Case studies of CRISPR/Cas9 knockouts in clinical trials or translational research

The existing clinical trials employing the CRISPR/Cas9 technology have gradually progressed to the early clinical phases such as Phase I or II (Table 2). The optimization of engineered T cell efficacy using CRISPR/Cas9 technology has emerged as a prominent focus for clinical trials in recent years. PD-1 knockdown has been demonstrated to enhance the anti-tumour activity of T cells and improve the immunosuppressive environment in tumours [89]. In an FDA-approved CRISPR clinical trial in the United States, Stadtmauer et al., used CRISPR/Cas9 engineering of T cells to investigate immunotherapeutic treatments for refractory cancers [90]. The team knocked out the endogenous TCR genes TRAC and TRBC, and the PD-1 coding gene PDCD1. They also used a lentiviral vector to express a TCR specific for the NY-ESO-1 antigen in the engineered T cells, which were returned to patients for therapeutic study.

Table 2.

Registered clinical trials of cancer immunotherapy edited using CRISPR/Cas9 technology

Mechanism	Target Site	Cell Type	Clinical Trial number	Condition or Diseases	Phase	Publications
Screening/knockout of immune modulatory Genes	CISH	TILs	NCT03057912	Human Papillomavirus-Related Malignant Neoplasm	Phase 1	[112]

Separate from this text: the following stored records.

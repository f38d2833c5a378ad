use axum::{
    extract::{rejection::JsonRejection, State},
    Json,
};
use cartoffer_core::OfferRepository;
use cartoffer_shared::{ApiResponse, ApplyOfferRequest, ApplyOfferResponse, Offer, OfferRequest};

use crate::error::AppError;
use crate::state::AppState;

/// POST /api/v1/offer
/// Register a merchant offer
pub async fn submit_offer(
    State(state): State<AppState>,
    payload: Result<Json<OfferRequest>, JsonRejection>,
) -> Result<Json<ApiResponse>, AppError> {
    let Json(req) = payload?;
    tracing::info!(
        restaurant_id = req.restaurant_id,
        offer_type = %req.offer_type,
        offer_value = req.offer_value,
        "Received offer"
    );

    state.offer_repo.submit(Offer::from(req)).await;

    Ok(Json(ApiResponse::success()))
}

/// POST /api/v1/cart/apply_offer
/// Price a cart with the first offer matching the user's segment
pub async fn apply_offer(
    State(state): State<AppState>,
    payload: Result<Json<ApplyOfferRequest>, JsonRejection>,
) -> Result<Json<ApplyOfferResponse>, AppError> {
    let Json(req) = payload?;
    Ok(Json(state.resolver.apply_offer(&req).await))
}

	CISH	TILs	NCT04426669	Gastrointestinal Cancer	Phase 1/2	[113]
	NF1	iPSC	NCT03332030	Tumours of the Central Nervous System	Observational	[114]
	TP53	Patient Cancer Cells	NCT03606486	High-Grade Ovarian Serous Adenocarcinoma	Not Applicable	[115]

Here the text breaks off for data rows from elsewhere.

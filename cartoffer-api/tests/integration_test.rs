use std::collections::HashMap;
use std::sync::Arc;

use async_trait::async_trait;
use axum::{
    body::Body,
    extract::Query,
    http::{Request, StatusCode},
    routing::get,
    Router,
};
use cartoffer_api::{app, AppState};
use cartoffer_core::{SegmentError, SegmentLookup};
use cartoffer_shared::{ApiResponse, ApplyOfferResponse};
use cartoffer_store::{app_config::SegmentServiceConfig, HttpSegmentClient};
use serde_json::{json, Value};
use tower::ServiceExt;

struct StaticSegments(HashMap<i64, String>);

#[async_trait]
impl SegmentLookup for StaticSegments {
    async fn lookup_segment(&self, user_id: i64) -> Result<String, SegmentError> {
        self.0.get(&user_id).cloned().ok_or(SegmentError::Status(404))
    }
}

fn test_app() -> Router {
    let segments = StaticSegments(HashMap::from([
        (1, "p1".to_string()),
        (2, "p2".to_string()),
        (3, "p3".to_string()),
    ]));
    app(AppState::in_memory(Arc::new(segments)))
}

async fn post_json(app: &Router, uri: &str, body: Value) -> (StatusCode, Vec<u8>) {
    let response = app
        .clone()
        .oneshot(
            Request::builder()
                .method("POST")
                .uri(uri)
                .header("content-type", "application/json")
                .body(Body::from(body.to_string()))
                .unwrap(),
        )
        .await
        .unwrap();

    let status = response.status();
    let bytes = axum::body::to_bytes(response.into_body(), usize::MAX)
        .await
        .unwrap();
    (status, bytes.to_vec())
}

async fn submit(app: &Router, restaurant_id: i64, offer_type: &str, value: i64, segments: Value) {
    let (status, body) = post_json(
        app,
        "/api/v1/offer",
        json!({
            "restaurant_id": restaurant_id,
            "offer_type": offer_type,
            "offer_value": value,
            "customer_segment": segments,
        }),
    )
    .await;

    assert_eq!(status, StatusCode::OK);
    let ack: ApiResponse = serde_json::from_slice(&body).unwrap();
    assert_eq!(ack, ApiResponse::success());
}

async fn apply(app: &Router, cart_value: i64, restaurant_id: i64, user_id: i64) -> i64 {
    let (status, body) = post_json(
        app,
        "/api/v1/cart/apply_offer",
        json!({ "cart_value": cart_value, "restaurant_id": restaurant_id, "user_id": user_id }),
    )
    .await;

    assert_eq!(status, StatusCode::OK);
    let resp: ApplyOfferResponse = serde_json::from_slice(&body).unwrap();
    resp.cart_value
}

#[tokio::test]
async fn test_submit_then_apply() {
    let app = test_app();
    submit(&app, 1, "FLATX", 10, json!(["p1"])).await;
    submit(&app, 2, "FLAT_PERCENT", 10, json!(["p2"])).await;
    submit(&app, 11, "PERCENTAGE", 10, json!(["p1"])).await;
    submit(&app, 6, "FLATX", 60, json!(["p1"])).await;

    assert_eq!(apply(&app, 200, 1, 1).await, 190);
    assert_eq!(apply(&app, 200, 2, 2).await, 180);
    assert_eq!(apply(&app, 195, 11, 1).await, 176);
    assert_eq!(apply(&app, 50, 6, 1).await, 0);
    assert_eq!(apply(&app, 200, 9, 1).await, 200);
}

#[tokio::test]
async fn test_negative_cart_never_returned() {
    let app = test_app();
    submit(&app, 1, "FLATX", 10, json!(["p1"])).await;

    assert_eq!(apply(&app, -5, 1, 1).await, 0);
    assert_eq!(apply(&app, -5, 9, 1).await, 0);
}

#[tokio::test]
async fn test_null_segments_and_unknown_user() {
    let app = test_app();
    submit(&app, 22, "FLATX", 10, Value::Null).await;
    submit(&app, 25, "FLATX", 10, json!(["p1"])).await;

    assert_eq!(apply(&app, 100, 22, 1).await, 100);
    assert_eq!(apply(&app, 100, 25, 999).await, 100);
}

#[tokio::test]
async fn test_reset_clears_offers() {
    let app = test_app();
    submit(&app, 1, "FLATX", 10, json!(["p1"])).await;
    assert_eq!(apply(&app, 200, 1, 1).await, 190);

    let response = app
        .clone()
        .oneshot(
            Request::builder()
                .method("POST")
                .uri("/api/v1/test/reset")
                .body(Body::empty())
                .unwrap(),
        )
        .await
        .unwrap();
    assert_eq!(response.status(), StatusCode::OK);

    assert_eq!(apply(&app, 200, 1, 1).await, 200);
}

#[tokio::test]
async fn test_malformed_body_rejected() {
    let app = test_app();

    let (status, body) =
        post_json(&app, "/api/v1/cart/apply_offer", json!({ "cart_value": "lots" })).await;
    assert_eq!(status, StatusCode::BAD_REQUEST);
    let err: Value = serde_json::from_slice(&body).unwrap();
    assert!(err["error"].is_string());

    let response = app
        .clone()
        .oneshot(
            Request::builder()
                .method("POST")
                .uri("/api/v1/offer")
                .body(Body::from("{}"))
                .unwrap(),
        )
        .await
        .unwrap();
    assert_eq!(response.status(), StatusCode::UNSUPPORTED_MEDIA_TYPE);
}

async fn user_segment(Query(params): Query<HashMap<String, String>>) -> (StatusCode, String) {
    match params.get("user_id").map(String::as_str) {
        Some("1") => (StatusCode::OK, r#"{"segment": "p1"}"#.to_string()),
        Some("26") => (StatusCode::OK, r#"{"segment": "101"}"#.to_string()),
        Some("8") => (StatusCode::INTERNAL_SERVER_ERROR, String::new()),
        _ => (StatusCode::NOT_FOUND, String::new()),
    }
}

#[tokio::test]
async fn test_against_http_segment_service() {
    let segment_service = Router::new().route("/api/v1/user_segment", get(user_segment));
    let listener = tokio::net::TcpListener::bind("127.0.0.1:0").await.unwrap();
    let addr = listener.local_addr().unwrap();
    tokio::spawn(async move {
        axum::serve(listener, segment_service).await.unwrap();
    });

    let client = HttpSegmentClient::new(&SegmentServiceConfig {
        base_url: format!("http://{}", addr),
        timeout_ms: 2000,
    })
    .unwrap();
    let app = app(AppState::in_memory(Arc::new(client)));

    submit(&app, 1, "FLATX", 10, json!(["p1"])).await;
    submit(&app, 8, "FLATX", 10, json!(["p1"])).await;
    submit(&app, 26, "FLATX", 15, json!(["101"])).await;

    assert_eq!(apply(&app, 200, 1, 1).await, 190);
    assert_eq!(apply(&app, 200, 8, 8).await, 200);
    assert_eq!(apply(&app, 100, 26, 26).await, 85);
    assert_eq!(apply(&app, 100, 1, 999).await, 100);
}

Optimisation of Immune Cell Function	CD70	Allogeneic CRISPR/Cas9-engineered T cells (CTX130)	NCT04502446	T Cell Lymphoma	Phase 1	[116]

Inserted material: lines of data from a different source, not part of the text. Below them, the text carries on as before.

//! # zg-infra
//!
//! Infrastructure adapters for the Zzanggu desktop client.
//!
//! Concrete implementations of the `zg-core` ports that talk to the outside
//! world; currently the HTTP registration gateway.

pub mod http;

pub use http::HttpRegistrationGateway;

	CD70	Allogeneic CRISPR/Cas9-engineered T cells (CTX130)	NCT04438083	Renal Cell Carcinoma	Phase 1	[117]
	CD25/TCR	CD19-specific CAR-T cells	NCT04557436	B Acute Lymphoblastic Leukemia	Phase 1	[118]
	CD19/CD20	anti-CD19/20-CAR vector-transduced T cells	NCT03097770	B Cell Leukemia; B Cell Lymphoma	Phase 1/2	[119]
	CD19/CD20/CD22	Universal Dual Specificity CD19 and CD20 or CD22 CAR-T Cells	NCT03398967	B Cell Leukemia; B Cell Lymphoma	Phase 1/2	[120]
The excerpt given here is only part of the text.